In a ‘proof-of-concept’ study, scientists have developed a new form of T cell therapy that could effectively target a specific gene mutation to treat acute myeloid leukaemia (AML).
There is currently no approved immunotherapy for AML except for stem cell transplantation. What’s more, the effectiveness of tyrosine kinase inhibitors towards leukaemias with mutations is variable. So a team led by Professor Johanna Olweus of the University of Oslo in Norway, investigated a new approach.
The authors write: “Acute myeloid leukaemia, the most frequent leukaemia in adults, is driven by recurrent somatically acquired genetic lesions in a restricted number of genes.”
The Norwegian scientists worked with colleagues at Karolinska Institutet in Sweden to identify a T-cell receptor that recognises a specific mutation in the FLT3 gene, which is shared between a subgroup of patients.
When they engineered T cells to produce this T-cell receptor, it enabled them to identify and destroy leukaemia cells with the same mutation – called FLT3D835Y. This was confirmed in tests on cells, and in animal models of AML.

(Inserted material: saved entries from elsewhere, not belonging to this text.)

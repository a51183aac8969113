//! Error taxonomy for the build lane.
//!
//! Every failure a build can surface maps to one of these kinds. The stable
//! kind strings (and the CLI exit codes derived from them) are part of the
//! lane's external contract: collaborators report them to users and admins
//! without parsing message text.

use std::path::PathBuf;

use thiserror::Error;

/// Which timeout policy fired.
#[derive(Debug, Clone, Copy, PartialEq, Eq)]
pub enum TimeoutKind {
    /// Wall-clock budget from process start was exceeded.
    Absolute,
    /// The process produced no output for longer than the inactivity window.
    Inactivity,
}

impl TimeoutKind {
    /// Stable identifier for reports.
    pub fn as_str(&self) -> &'static str {
        match self {
            TimeoutKind::Absolute => "TIMEOUT_ABSOLUTE",
            TimeoutKind::Inactivity => "TIMEOUT_INACTIVITY",
        }
    }
}

/// Why an admission attempt was refused.
#[derive(Debug, Clone, Copy, PartialEq, Eq)]
pub enum AdmissionRefusal {
    /// The requester already holds a build slot.
    AlreadyInFlight,
    /// All slots are occupied.
    AtCapacity,
}

impl std::fmt::Display for AdmissionRefusal {
    fn fmt(&self, f: &mut std::fmt::Formatter<'_>) -> std::fmt::Result {
        match self {
            AdmissionRefusal::AlreadyInFlight => write!(f, "a build for this requester is already running"),
            AdmissionRefusal::AtCapacity => write!(f, "all build slots are busy, try again later"),
        }
    }
}

/// Lane-wide error type.
#[derive(Debug, Error)]
pub enum LaneError {
    /// Admission control refused the build; no slot was consumed.
    #[error("build refused for {requester}: {reason}")]
    AdmissionRefused {
        requester: String,
        reason: AdmissionRefusal,
    },

    /// The build tool could not be launched at all (missing executable,
    /// permissions). Distinct from a build-logic failure.
    #[error("failed to launch {program}: {source}")]
    Spawn {
        program: String,
        #[source]
        source: std::io::Error,
    },

    /// The build tool ran and exited non-zero. `message` is the bounded
    /// summary extracted from its output plus a pointer to the full log.
    #[error("{tool} failed{}: {message}", .exit_code.map(|c| format!(" (exit {c})")).unwrap_or_default())]
    BuildTool {
        tool: String,
        exit_code: Option<i32>,
        message: String,
    },

    /// A supervised step breached its deadline and was force-killed.
    #[error("build step timed out ({}) after {elapsed_secs}s", .kind.as_str())]
    Timeout { kind: TimeoutKind, elapsed_secs: u64 },

    /// The build was cancelled (operator signal or slot reclamation).
    #[error("build cancelled")]
    Cancelled,

    /// The tool reported success but no output artifact was located.
    #[error("build succeeded but no artifact was found under {}", .searched.display())]
    ArtifactNotFound { searched: PathBuf },

    /// The uploaded archive was missing, malformed, or not a recognizable
    /// project of the declared kind.
    #[error("invalid upload: {0}")]
    Archive(String),

    /// Configuration problem (bad value, unreadable file).
    #[error("configuration error: {0}")]
    Config(String),

    /// Underlying filesystem/OS failure.
    #[error("I/O error: {0}")]
    Io(#[from] std::io::Error),
}

impl LaneError {
    /// Stable machine-readable kind string.
    pub fn kind(&self) -> &'static str {
        match self {
            LaneError::AdmissionRefused { .. } => "ADMISSION_REFUSED",
            LaneError::Spawn { .. } => "SPAWN",
            LaneError::BuildTool { .. } => "BUILD_TOOL",
            LaneError::Timeout { .. } => "TIMEOUT",
            LaneError::Cancelled => "CANCELLED",
            LaneError::ArtifactNotFound { .. } => "ARTIFACT_NOT_FOUND",
            LaneError::Archive(_) => "ARCHIVE",
            LaneError::Config(_) => "CONFIG",
            LaneError::Io(_) => "IO",
        }
    }

    /// Stable CLI exit code for this error kind.
    pub fn exit_code(&self) -> i32 {
        match self {
            LaneError::Config(_) => 2,
            LaneError::AdmissionRefused { .. } => 10,
            LaneError::Archive(_) => 30,
            LaneError::Spawn { .. } | LaneError::Io(_) => 40,
            LaneError::BuildTool { .. } => 50,
            LaneError::Timeout { .. } => 60,
            LaneError::ArtifactNotFound { .. } => 70,
            LaneError::Cancelled => 80,
        }
    }
}

/// Result alias used throughout the lane.
pub type LaneResult<T> = Result<T, LaneError>;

Details were published in Nature Cancer last week.
“Thus, T cells targeting a single shared mutation can provide efficient immunotherapy toward selective elimination of clonally involved primary acute myeloid leukaemia,” they write.
Professor Olweus commented: “Almost all mutations are unique to the individual cancer tumour and patient, and targeted treatment must therefore be tailored to each individual patient.
“We also know that many mutations exist only in some cancer cells, which allows other cancer cells to escape treatment. In addition, only a few mutations are recognised by the immune cells.
“This provides hope that we can develop a new and effective treatment for acute myeloid leukaemia, with likely relevance also for other cancer types.”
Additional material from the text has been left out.